Homebase sales dropped 1.8% for the 26 weeks ended August 27, 2011 - down just 0.6% on a like-for-like basis. Home Retail Group chief executive Terry Duddy described the results as a "robust performance" in weak trading conditions, with the home enhancement retailer growing market share in the first half.
However, operating profit dropped 35% to £29.9m in the period and gross margin declined 25 basis points, impacted by adverse currency and shipping rates.
While big-ticket ranges continue to prove a challenge in the current climate, Homebase reported good growth in bedroom furniture during the period, boosted by new fitted ranges and the rollout of its installation services. Bathrooms also performed well, while the retailer continues to offer competitive prices with its Value range and Best Buy offers.

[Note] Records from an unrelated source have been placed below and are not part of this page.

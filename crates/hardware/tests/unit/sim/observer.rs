//! # Observer Tests
//!
//! Verifies that `Simulator::replay_with` reports every record, in order,
//! together with the outcome the cache produced for it.

use crate::common::builder::TraceBuilder;
use crate::common::harness::simulator;
use crate::common::mocks::MockObserver;
use csim_core::cache::AccessOutcome::{Hit, MissEvict, MissFill};
use csim_core::sim::RecordOutcome;
use csim_core::trace::{AccessKind, AccessRecord};
use mockall::Sequence;
use mockall::predicate::always;

#[test]
fn observer_sees_each_record_in_order() {
    let trace = TraceBuilder::new().load(0x0).instr(0x400).modify(0x8).store(0x0);
    let mut observer = MockObserver::new();
    let mut seq = Sequence::new();

    let expected = [
        (AccessKind::Load, RecordOutcome::Single(MissFill)),
        (AccessKind::Instruction, RecordOutcome::Skipped),
        (
            AccessKind::Modify,
            RecordOutcome::Double(MissEvict { evicted_tag: 0x0 }, Hit),
        ),
        (
            AccessKind::Store,
            RecordOutcome::Single(MissEvict { evicted_tag: 0x8 }),
        ),
    ];
    for (kind, outcome) in expected {
        let _ = observer
            .expect_on_record()
            .withf(move |record: &AccessRecord, seen: &RecordOutcome| {
                record.kind == kind && *seen == outcome
            })
            .times(1)
            .in_sequence(&mut seq)
            .return_const(());
    }

    let mut sim = simulator(0, 1, 0);
    let stats = sim.replay_with(trace.records(), &mut observer);
    assert_eq!(stats.hits, 1);
    assert_eq!(stats.misses, 3);
    assert_eq!(stats.evictions, 2);
}

#[test]
fn observer_not_called_for_empty_trace() {
    let mut observer = MockObserver::new();
    let _ = observer
        .expect_on_record()
        .with(always(), always())
        .times(0)
        .return_const(());

    let mut sim = simulator(1, 1, 1);
    let stats = sim.replay_with(Vec::<AccessRecord>::new(), &mut observer);
    assert_eq!(stats.accesses(), 0);
}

Meanwhile, Argos' results told a different story, with the general merchandise retailer reporting a total sales decline of 7.6%. Like-for-like figures dropped further, down 9.1% for the 26-week period, as Argos customers struggle in the economic climate. Operating profit for the 754-strong chain dropped dramatically from £54.4m in H1 2010 to £3.4m in 2011. Parent Home Retail Group said Argos had seen a slowdown in spending, as its core customer demographic has been harder hit by the economic conditions and tended to benefit less from the current low interest rate environment.
While Argos had success in some areas, including homewares and seasonal products, other product categories have struggled, such as consumer electronics, which dipped around 20% in the first half.
Group sales were down 6% to £2,568m, with pre-tax profit down to £29m from £103m in 2010. As well as launching new initiatives across both retail chains, the group also acquired the Habitat brand for £24.5m earlier this year.
Terry Duddy commented; "Homebase delivered another robust performance in its peak trading period. Core customers at Argos have continued to be under greater pressure and there were ongoing challenging conditions across several product categories. As we now enter our busiest trading period market conditions remain both weak and volatile, and I these early weeks of the second half, we have not seen the improvement in sales that we had anticipated."
Credit Suisse today suggested that Argos, "remains vulnerable to medium-term structural pressures, as supermarkets continue to develop their non-food offer, which in our view, is likely to restrict Argos' ability to expand EBIT margins over the long term."
In a separate announcement, Home Retail Group revealed the launch of a joint venture company with Argos and home appliance manufacturer Haier Group to develop a multi-channel general merchandise retail business in China.